Reclassification using OmiCs integration in KidnEy Transplantation (ROCKET)
Hannover Medical School, Germany
TU Dresden, Germany
KU Leuven, Belgium
INSERM, Paris, France
Limoges University, France
Kidney transplantation is the optimal treatment for patients with end-stage renal disease (ESD) as it improves quality of life, socio-economic rehabilitation and health, compared to dialysis. Less than 1/3 of ESD patients live with a functioning transplant, due to organ shortage and limited graft survival. The challenge is to prolong graft survival but timely recognition and reliable diagnosis of the multifactorial causes of graft damage is difficult. With current standards of care (monitoring of graft function, biopsy upon impairment), disturbances of the graft are discovered too late and even histology on biopsies leaves many cases unclear. Omics approaches have been explored to define molecular markers for distinct graft injuries and to decipher the underlying pathomechanisms but validation and implementation into the clinic is lacking.

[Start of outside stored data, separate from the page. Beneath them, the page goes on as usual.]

use std::path::PathBuf;

use anyhow::Context;
use pdbgen::consts::{DEFAULT_OUTPUT, NUM_ATOMS};
use structopt::StructOpt;

/// Write a synthetic pdb file full of randomly placed atoms
#[derive(structopt::StructOpt)]
struct Args {
    /// output path, overwritten if it exists, default test.pdb
    #[structopt(parse(from_os_str))]
    output: Option<PathBuf>,
}

fn main() -> anyhow::Result<()> {
    env_logger::init();
    let args = Args::from_args();
    let output = args.output.unwrap_or_else(|| DEFAULT_OUTPUT.into());
    pdbgen::generate_file(&output, NUM_ATOMS)
        .with_context(|| format!("failed to write {}", output.display()))?;
    Ok(())
}
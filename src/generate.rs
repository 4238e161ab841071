use std::{
    fs::File,
    io::{self, BufWriter, Write},
    path::Path,
};

use log::{debug, info};
use rand::{rngs::SmallRng, Rng, SeedableRng};

use crate::Atom;

/// Write `count` random atom records, each terminated by `\n`.
pub fn write_atoms(writer: &mut impl Write, count: usize, rng: &mut impl Rng) -> io::Result<()> {
    for _ in 0..count {
        writeln!(writer, "{}", Atom::random(rng))?;
    }
    Ok(())
}

/// Create or truncate `path` and fill it with `count` random atom records.
///
/// Errors from the filesystem are returned as is. Whatever was written before
/// a failure stays on disk.
pub fn generate_file_with(path: &Path, count: usize, rng: &mut impl Rng) -> io::Result<()> {
    info!("writing {} atoms to {}", count, path.display());
    let mut outfile = BufWriter::with_capacity(128 * 1024, File::create(path)?);
    write_atoms(&mut outfile, count, rng)?;
    outfile.flush()?;
    info!("done writing {}", path.display());
    Ok(())
}

pub fn generate_file(path: &Path, count: usize) -> io::Result<()> {
    debug!("seeding rng from entropy");
    let mut rng = SmallRng::from_entropy();
    generate_file_with(path, count, &mut rng)
}
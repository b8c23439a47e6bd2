use std::any::Any;
use std::cell::{Cell, RefCell};
use std::collections::HashMap;
use std::rc::Rc;

use crate::{Dispose, Runtime, Scope};

#[derive(Default)]
struct Composer {
    slots: Vec<Option<Box<dyn Any>>>,
    cursor: usize,
    keyed_slots: HashMap<String, Box<dyn Any>>,
}

/// One owning component instance: its remembered slots and the scope every
/// hook registers cleanups on.
///
/// The first [`Instance::compose`] mounts it; [`Instance::unmount`] (or drop)
/// runs every cleanup and drops every slot. Composing again after an unmount
/// mounts a fresh instance state.
pub struct Instance {
    runtime: Runtime,
    composer: RefCell<Composer>,
    scope: RefCell<Scope>,
    mounted: Cell<bool>,
    compositions: Cell<u64>,
}

impl Instance {
    pub fn new(runtime: &Runtime) -> Self {
        Self {
            runtime: runtime.clone(),
            composer: RefCell::new(Composer::default()),
            scope: RefCell::new(Scope::new()),
            mounted: Cell::new(false),
            compositions: Cell::new(0),
        }
    }

    /// Runs one composition pass. Hooks called inside `f` are matched to their
    /// slots by call order, so they must be called unconditionally.
    pub fn compose<R>(&self, f: impl FnOnce(&Cx<'_>) -> R) -> R {
        let was_mounted = self.mounted.replace(true);
        let stale_scope = self.scope.borrow().is_disposed();
        if !was_mounted && stale_scope {
            log::debug!("instance: remounting after unmount");
            *self.scope.borrow_mut() = Scope::new();
        }
        self.composer.borrow_mut().cursor = 0;
        self.compositions.set(self.compositions.get() + 1);
        f(&Cx { instance: self })
    }

    /// Idempotent.
    pub fn unmount(&self) {
        if !self.mounted.replace(false) {
            return;
        }
        self.scope.borrow().dispose();
        // Drop slot values outside the borrow; their destructors may call back.
        let (slots, keyed) = {
            let mut c = self.composer.borrow_mut();
            c.cursor = 0;
            (
                std::mem::take(&mut c.slots),
                std::mem::take(&mut c.keyed_slots),
            )
        };
        drop(slots);
        drop(keyed);
    }

    pub fn is_mounted(&self) -> bool {
        self.mounted.get()
    }

    pub fn compositions(&self) -> u64 {
        self.compositions.get()
    }

    pub fn runtime(&self) -> &Runtime {
        &self.runtime
    }

    pub fn scope(&self) -> Scope {
        self.scope.borrow().clone()
    }
}

impl Drop for Instance {
    fn drop(&mut self) {
        self.unmount();
    }
}

/// Hook context for one composition pass.
pub struct Cx<'a> {
    instance: &'a Instance,
}

impl Cx<'_> {
    pub fn runtime(&self) -> &Runtime {
        &self.instance.runtime
    }

    pub fn scope(&self) -> Scope {
        self.instance.scope()
    }

    /// Slot-based remember: the Nth call in a pass always gets the Nth slot.
    pub fn remember<T: 'static>(&self, init: impl FnOnce() -> T) -> Rc<T> {
        let cursor = {
            let mut c = self.instance.composer.borrow_mut();
            let cursor = c.cursor;
            c.cursor += 1;
            cursor
        };

        let existing = {
            let c = self.instance.composer.borrow();
            match c.slots.get(cursor) {
                Some(Some(slot)) => Some(slot.downcast_ref::<Rc<T>>().cloned()),
                _ => None,
            }
        };
        match existing {
            Some(Some(rc)) => return rc,
            Some(None) => log::warn!(
                "remember: slot {} type changed; replacing. \
                 If this is due to conditional composition, prefer remember_with_key.",
                cursor
            ),
            None => {}
        }

        // `init` may itself remember; it must not see a held borrow.
        let rc: Rc<T> = Rc::new(init());
        let mut c = self.instance.composer.borrow_mut();
        if c.slots.len() <= cursor {
            c.slots.resize_with(cursor + 1, || None);
        }
        c.slots[cursor] = Some(Box::new(rc.clone()));
        rc
    }

    /// Key-based remember, stable across conditional branches.
    pub fn remember_with_key<T: 'static>(
        &self,
        key: impl Into<String>,
        init: impl FnOnce() -> T,
    ) -> Rc<T> {
        let key = key.into();
        {
            let c = self.instance.composer.borrow();
            if let Some(existing) = c.keyed_slots.get(&key) {
                if let Some(rc) = existing.downcast_ref::<Rc<T>>() {
                    return rc.clone();
                }
                log::warn!(
                    "remember_with_key: key '{}' reused with a different type; replacing.",
                    key
                );
            }
        }

        let rc: Rc<T> = Rc::new(init());
        self.instance
            .composer
            .borrow_mut()
            .keyed_slots
            .insert(key, Box::new(rc.clone()));
        rc
    }

    pub fn remember_state<T: 'static>(&self, init: impl FnOnce() -> T) -> Rc<RefCell<T>> {
        self.remember(|| RefCell::new(init()))
    }

    /// Runs `effect` on the first pass and whenever `key` changes; the
    /// previous cleanup runs before the new effect. The last cleanup runs on
    /// unmount.
    pub fn disposable_effect<K: PartialEq + 'static>(
        &self,
        key: K,
        effect: impl FnOnce() -> Dispose,
    ) {
        struct EffectSlot<K> {
            key: Option<K>,
            cleanup: Option<Dispose>,
        }

        let slot = self.remember(|| {
            RefCell::new(EffectSlot::<K> {
                key: None,
                cleanup: None,
            })
        });

        let first = slot.borrow().key.is_none();
        if first {
            let slot = slot.clone();
            self.scope().add_disposer(move || {
                let cleanup = slot.borrow_mut().cleanup.take();
                if let Some(d) = cleanup {
                    d.run();
                }
            });
        }

        let changed = slot.borrow().key.as_ref() != Some(&key);
        if !changed {
            return;
        }
        let previous = {
            let mut s = slot.borrow_mut();
            s.key = Some(key);
            s.cleanup.take()
        };
        if let Some(d) = previous {
            d.run();
        }
        let d = effect();
        slot.borrow_mut().cleanup = Some(d);
    }

    /// Runs `effect` once per mount.
    pub fn mount_effect(&self, effect: impl FnOnce() -> Dispose) {
        self.disposable_effect((), effect);
    }
}
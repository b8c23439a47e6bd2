use std::cell::RefCell;
use std::rc::Rc;

use slotmap::{SlotMap, new_key_type};
use web_time::{Duration, Instant};

use crate::clock::{Clock, SystemClock, TestClock};
use crate::Dispose;

new_key_type! {
    /// Handle for a scheduled timeout or interval.
    pub struct TimerId;
}

/// Shortest period an interval may have; zero would spin `run_due` forever.
pub const MIN_INTERVAL: Duration = Duration::from_millis(1);

enum Callback {
    Once(Box<dyn FnOnce()>),
    Repeat { period: Duration, f: Rc<dyn Fn()> },
}

struct Timer {
    due: Instant,
    seq: u64,
    cb: Callback,
}

#[derive(Default)]
struct TimerQueue {
    timers: SlotMap<TimerId, Timer>,
    next_seq: u64,
}

impl TimerQueue {
    fn push(&mut self, due: Instant, cb: Callback) -> TimerId {
        let seq = self.next_seq;
        self.next_seq += 1;
        self.timers.insert(Timer { due, seq, cb })
    }

    /// Earliest timer due at or before `now`, ties broken by scheduling order.
    fn next_due(&self, now: Instant) -> Option<TimerId> {
        self.timers
            .iter()
            .filter(|(_, t)| t.due <= now)
            .min_by_key(|(_, t)| (t.due, t.seq))
            .map(|(id, _)| id)
    }
}

/// Per-application event loop state: the clock and the timer queue.
///
/// Nothing here is process-global; each `Runtime` (and its clones) is an
/// independent loop. The host drives it by calling [`Runtime::run_due`].
#[derive(Clone)]
pub struct Runtime {
    clock: Rc<dyn Clock>,
    queue: Rc<RefCell<TimerQueue>>,
}

impl Default for Runtime {
    fn default() -> Self {
        Self::system()
    }
}

impl Runtime {
    pub fn new(clock: impl Clock) -> Self {
        Self {
            clock: Rc::new(clock),
            queue: Rc::new(RefCell::new(TimerQueue::default())),
        }
    }

    pub fn system() -> Self {
        Self::new(SystemClock)
    }

    /// A runtime on a deterministic clock, for tests and simulations.
    pub fn with_test_clock() -> (Self, TestClock) {
        let clock = TestClock::new();
        (Self::new(clock.clone()), clock)
    }

    pub fn now(&self) -> Instant {
        self.clock.now()
    }

    pub fn set_timeout(&self, delay: Duration, f: impl FnOnce() + 'static) -> TimerId {
        let due = self.now() + delay;
        self.queue.borrow_mut().push(due, Callback::Once(Box::new(f)))
    }

    pub fn set_interval(&self, period: Duration, f: impl Fn() + 'static) -> TimerId {
        let period = if period < MIN_INTERVAL {
            log::warn!("set_interval: period {period:?} clamped to {MIN_INTERVAL:?}");
            MIN_INTERVAL
        } else {
            period
        };
        let due = self.now() + period;
        self.queue.borrow_mut().push(
            due,
            Callback::Repeat {
                period,
                f: Rc::new(f),
            },
        )
    }

    /// Idempotent: cancelling a fired or unknown timer returns `false`.
    pub fn cancel(&self, id: TimerId) -> bool {
        self.queue.borrow_mut().timers.remove(id).is_some()
    }

    /// A cleanup handle that cancels `id`.
    pub fn cancel_on_dispose(&self, id: TimerId) -> Dispose {
        let rt = self.clone();
        Dispose::new(move || {
            rt.cancel(id);
        })
    }

    pub fn is_pending(&self, id: TimerId) -> bool {
        self.queue.borrow().timers.contains_key(id)
    }

    pub fn pending_timers(&self) -> usize {
        self.queue.borrow().timers.len()
    }

    pub fn next_deadline(&self) -> Option<Instant> {
        self.queue.borrow().timers.values().map(|t| t.due).min()
    }

    /// Fires every timer due by now, in deadline order. Callbacks run with no
    /// borrow held, so they may schedule or cancel timers; newly scheduled
    /// timers that are already due fire in the same call.
    pub fn run_due(&self) -> usize {
        let mut fired = 0;
        loop {
            let now = self.now();
            let task = {
                let mut q = self.queue.borrow_mut();
                let Some(id) = q.next_due(now) else {
                    break;
                };
                let repeat = match &q.timers[id].cb {
                    Callback::Repeat { period, f } => Some((*period, f.clone())),
                    Callback::Once(_) => None,
                };
                match repeat {
                    Some((period, f)) => {
                        let seq = q.next_seq;
                        q.next_seq += 1;
                        let timer = &mut q.timers[id];
                        let mut next = timer.due + period;
                        if next <= now {
                            next = now + period;
                        }
                        timer.due = next;
                        timer.seq = seq;
                        Task::Repeat(f)
                    }
                    None => match q.timers.remove(id).map(|t| t.cb) {
                        Some(Callback::Once(f)) => Task::Once(f),
                        _ => continue,
                    },
                }
            };
            fired += 1;
            match task {
                Task::Once(f) => f(),
                Task::Repeat(f) => f(),
            }
        }
        if fired > 0 {
            log::debug!("runtime: fired {fired} timer(s)");
        }
        fired
    }

    /// Moves `clock` forward by `by`, stopping at each intermediate deadline
    /// so every timer observes its own due time as "now".
    pub fn advance(&self, clock: &TestClock, by: Duration) -> usize {
        let target = self.now() + by;
        let mut fired = 0;
        while let Some(deadline) = self.next_deadline() {
            if deadline > target {
                break;
            }
            if deadline > self.now() {
                clock.set(deadline);
            }
            fired += self.run_due();
        }
        clock.set(target);
        fired + self.run_due()
    }
}

enum Task {
    Once(Box<dyn FnOnce()>),
    Repeat(Rc<dyn Fn()>),
}
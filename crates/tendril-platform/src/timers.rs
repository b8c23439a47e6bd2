use tendril_core::{Dispose, Emitter, Runtime, Source};
use web_time::Duration;

/// Counts ticks of a repeating timer. A `None` period pauses it; the count
/// restarts from zero whenever the period changes.
pub struct IntervalSource {
    runtime: Runtime,
    period: Option<Duration>,
}

impl IntervalSource {
    pub fn new(runtime: &Runtime, period: Option<Duration>) -> Self {
        Self {
            runtime: runtime.clone(),
            period,
        }
    }
}

impl Source for IntervalSource {
    type Value = u64;
    type Key = Option<Duration>;

    fn key(&self) -> Self::Key {
        self.period
    }

    fn initial(&self) -> u64 {
        0
    }

    fn attach(&self, emit: Emitter<u64>) -> Dispose {
        let Some(period) = self.period else {
            return Dispose::noop();
        };
        let id = self.runtime.set_interval(period, move || {
            emit.update(|n| n + 1);
        });
        self.runtime.cancel_on_dispose(id)
    }
}

/// Flips to `true` once `delay` has elapsed. `None` never fires.
pub struct TimeoutSource {
    runtime: Runtime,
    delay: Option<Duration>,
}

impl TimeoutSource {
    pub fn new(runtime: &Runtime, delay: Option<Duration>) -> Self {
        Self {
            runtime: runtime.clone(),
            delay,
        }
    }
}

impl Source for TimeoutSource {
    type Value = bool;
    type Key = Option<Duration>;

    fn key(&self) -> Self::Key {
        self.delay
    }

    fn initial(&self) -> bool {
        false
    }

    fn attach(&self, emit: Emitter<bool>) -> Dispose {
        let Some(delay) = self.delay else {
            return Dispose::noop();
        };
        let id = self.runtime.set_timeout(delay, move || {
            emit.emit(true);
        });
        self.runtime.cancel_on_dispose(id)
    }
}
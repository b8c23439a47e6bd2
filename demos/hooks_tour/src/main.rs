//! Scripted walk through the hooks on a simulated clock.
//!
//! Run with `RUST_LOG=debug` to see attach/detach and timer traffic.

use std::fmt;
use std::rc::Rc;

use serde::{Deserialize, Serialize};
use tendril_core::*;
use tendril_platform::*;
use web_time::Duration;

#[derive(Clone, Debug, Default, PartialEq, Serialize, Deserialize)]
struct Settings {
    theme: String,
    visits: u32,
}

#[derive(Debug)]
enum Action {
    Add(String),
    Clear,
}

struct Env {
    storage: Storage,
    viewport: Viewport,
    keys: EventTarget<KeyEvent>,
    network: EventTarget<()>,
    geo: Rc<dyn PositionProvider>,
}

struct Frame {
    query: String,
    search: String,
    visits: u32,
    compact: bool,
    size: (u32, u32),
    saving: bool,
    online: bool,
    ticks: u64,
    todos: usize,
    located: bool,
}

impl fmt::Display for Frame {
    fn fmt(&self, f: &mut fmt::Formatter<'_>) -> fmt::Result {
        write!(
            f,
            "typed={:?} search={:?} visits={} compact={} size={}x{} ",
            self.query, self.search, self.visits, self.compact, self.size.0, self.size.1,
        )?;
        write!(
            f,
            "ctrl+s={} online={} ticks={} todos={} located={}",
            self.saving, self.online, self.ticks, self.todos, self.located,
        )
    }
}

fn app(cx: &Cx<'_>, env: &Env, query: &str) -> Frame {
    let settings = use_persisted(cx, &env.storage, "settings", Settings::default);
    cx.mount_effect(|| {
        if let Err(e) = settings.update(|s| Settings {
            visits: s.visits + 1,
            ..s.clone()
        }) {
            log::warn!("could not record visit: {e}");
        }
        Dispose::noop()
    });

    let search = use_debounce(cx, query.to_string(), Duration::from_millis(300));
    let compact = use_media_query(cx, Some(&env.viewport), "(max-width: 768px)");
    let size = use_window_size(cx, Some(&env.viewport));
    let saving = use_key_press(cx, &env.keys, Key::Character('s'), Modifiers::CTRL);
    let online = use_online(cx, &env.network, true);
    let ticks = use_interval(cx, Some(Duration::from_secs(1)));
    let geo = use_geolocation(cx, &env.geo, GeolocationOptions::default());

    let todos = use_reducer_with_middleware(cx, || {
        ReducerStore::builder(
            Vec::<String>::new(),
            |items: &Vec<String>, action: &Action| match action {
                Action::Add(item) => {
                    let mut next = items.clone();
                    next.push(item.clone());
                    next
                }
                Action::Clear => Vec::new(),
            },
        )
        .middleware(LoggingMiddleware::new("todos"))
        .build()
    });
    if todos.get().is_empty()
        && let Err(e) = todos.dispatch(Action::Add(format!("search for {query}")))
    {
        log::warn!("dispatch failed: {e}");
    }

    Frame {
        query: query.to_string(),
        search,
        visits: settings.get().visits,
        compact,
        size,
        saving,
        online,
        ticks,
        todos: todos.state().len(),
        located: geo.get().position.is_some(),
    }
}

fn main() -> anyhow::Result<()> {
    env_logger::init();

    let (rt, clock) = Runtime::with_test_clock();
    let path = std::env::temp_dir().join("tendril-hooks-tour.json");
    let sim = SimulatedProvider::new();
    let env = Env {
        storage: Storage::new(FileStore::open(&path)),
        viewport: Viewport::default(),
        keys: EventTarget::new(),
        network: EventTarget::new(),
        geo: Rc::new(sim.clone()),
    };
    let root = Instance::new(&rt);

    let frame = root.compose(|cx| app(cx, &env, "r"));
    println!("{frame}");

    for q in ["ru", "rus", "rust"] {
        rt.advance(&clock, Duration::from_millis(100));
        println!("{}", root.compose(|cx| app(cx, &env, q)));
    }

    rt.advance(&clock, Duration::from_millis(300));
    env.viewport.resize(600, 900);
    let ctrl_s = KeyEvent::new(Key::Character('s')).with_modifiers(Modifiers::CTRL);
    env.keys.dispatch(KEY_DOWN, &ctrl_s);
    env.network.dispatch(OFFLINE, &());
    sim.push(Position::new(52.52, 13.40).with_accuracy(25.0));
    rt.advance(&clock, Duration::from_secs(2));
    println!("{}", root.compose(|cx| app(cx, &env, "rust")));

    root.unmount();
    log::info!(
        "unmounted: {} timers, {} key listeners, {} watches left",
        rt.pending_timers(),
        env.keys.listener_count(),
        sim.active_watches()
    );
    println!("settings persisted to {}", path.display());
    Ok(())
}
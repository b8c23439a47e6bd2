//! # Signals, sources, and hooks
//!
//! Tendril turns external change notifications into local snapshots. There
//! are a few pieces:
//!
//! - `Signal<T>`: an observable snapshot holder.
//! - `Source` / `Subscription`: attach to an external producer once per
//!   configuration, detach exactly once.
//! - `Runtime`: the clock and timer queue everything time-based runs on.
//! - `Instance` / `Cx`: a component instance with remembered slots and a
//!   cleanup scope, driven by `use_*` hooks.
//!
//! ## Signals
//!
//! ```rust
//! use tendril_core::*;
//!
//! let count = signal(0);
//! count.set(1);
//! count.update(|v| v + 1);
//! assert_eq!(count.get(), 2);
//! ```
//!
//! Writes replace the value wholesale; `snapshot()` hands out the shared
//! `Rc<T>` so callers never see a half-updated structure.
//!
//! ## Sources
//!
//! ```rust
//! use tendril_core::*;
//!
//! let window: EventTarget<u32> = EventTarget::new();
//! let clicks = Subscription::new(EventSource::new(
//!     &window,
//!     ["click"],
//!     0u32,
//!     |count, _name, _ev| Some(count + 1),
//! ));
//! window.dispatch("click", &0);
//! assert_eq!(clicks.get(), 1);
//! drop(clicks);
//! assert_eq!(window.listener_count(), 0);
//! ```
//!
//! ## Time
//!
//! Timers never fire on their own: the host calls `Runtime::run_due` from its
//! event loop. Tests use `Runtime::with_test_clock` and `Runtime::advance`.
//!
//! ```rust
//! use tendril_core::*;
//! use web_time::Duration;
//!
//! let (rt, clock) = Runtime::with_test_clock();
//! let search = Debounced::new(&rt, String::new(), Duration::from_millis(300));
//! search.set("ru".into());
//! search.set("rust".into());
//! rt.advance(&clock, Duration::from_millis(300));
//! assert_eq!(search.get(), "rust");
//! ```
//!
//! ## Hooks
//!
//! ```rust
//! use tendril_core::*;
//! use web_time::Duration;
//!
//! let (rt, _clock) = Runtime::with_test_clock();
//! let instance = Instance::new(&rt);
//! let shown = instance.compose(|cx| {
//!     let tags = use_set(cx, || ["a"]);
//!     tags.toggle("b");
//!     use_debounce(cx, tags.len(), Duration::from_millis(100))
//! });
//! assert_eq!(shown, 2);
//! instance.unmount();
//! assert_eq!(rt.pending_timers(), 0);
//! ```

pub mod clock;
pub mod collections;
pub mod effects;
pub mod error;
pub mod events;
pub mod gate;
pub mod hooks;
pub mod instance;
pub mod reducer;
pub mod runtime;
pub mod scope;
pub mod signal;
pub mod source;
mod tests;

pub use clock::*;
pub use collections::*;
pub use effects::*;
pub use error::*;
pub use events::*;
pub use gate::*;
pub use hooks::*;
pub use instance::*;
pub use reducer::*;
pub use runtime::*;
pub use scope::*;
pub use signal::*;
pub use source::*;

With two large ongoing studies, we will have a repository of >2000 patients at the beginning of 2018, with clinical, histological, and molecular data from different omics platforms (mRNA, miRNA, proteins, peptides in urine and blood), including longitudinal samples. For this project, we will integrate all data into a database. We will establish and validate molecular marker sets for all relevant disease entities of the graft. Using systems biology approaches, prototypical and overlapping immune and non-immune pathways will be reconstructed and modelled from omics data. Reconstructed pathways will be integrated as prior information in a state-of-the-art Bayesian machine learning framework to re-classify the entities and to classify cases that are less-well defined by histology. Graft function, response to treatments, remission or progression of disease will be incorporated to obtain dynamic models and prediction. This approach will refine current standards of diagnosis, increase diagnostic accuracy, improve the understanding of the complexity and pathomechanisms of graft damage and finally, will help to build an expert system based on non-invasive markers for prediction and medical decision making on a personalized level.
Principal investigator is Prof. Dr. Wilfried Gwinner from the Clinic for Nephrology at Hannover Medical School. PLRI contibutes works in the area of model based data management.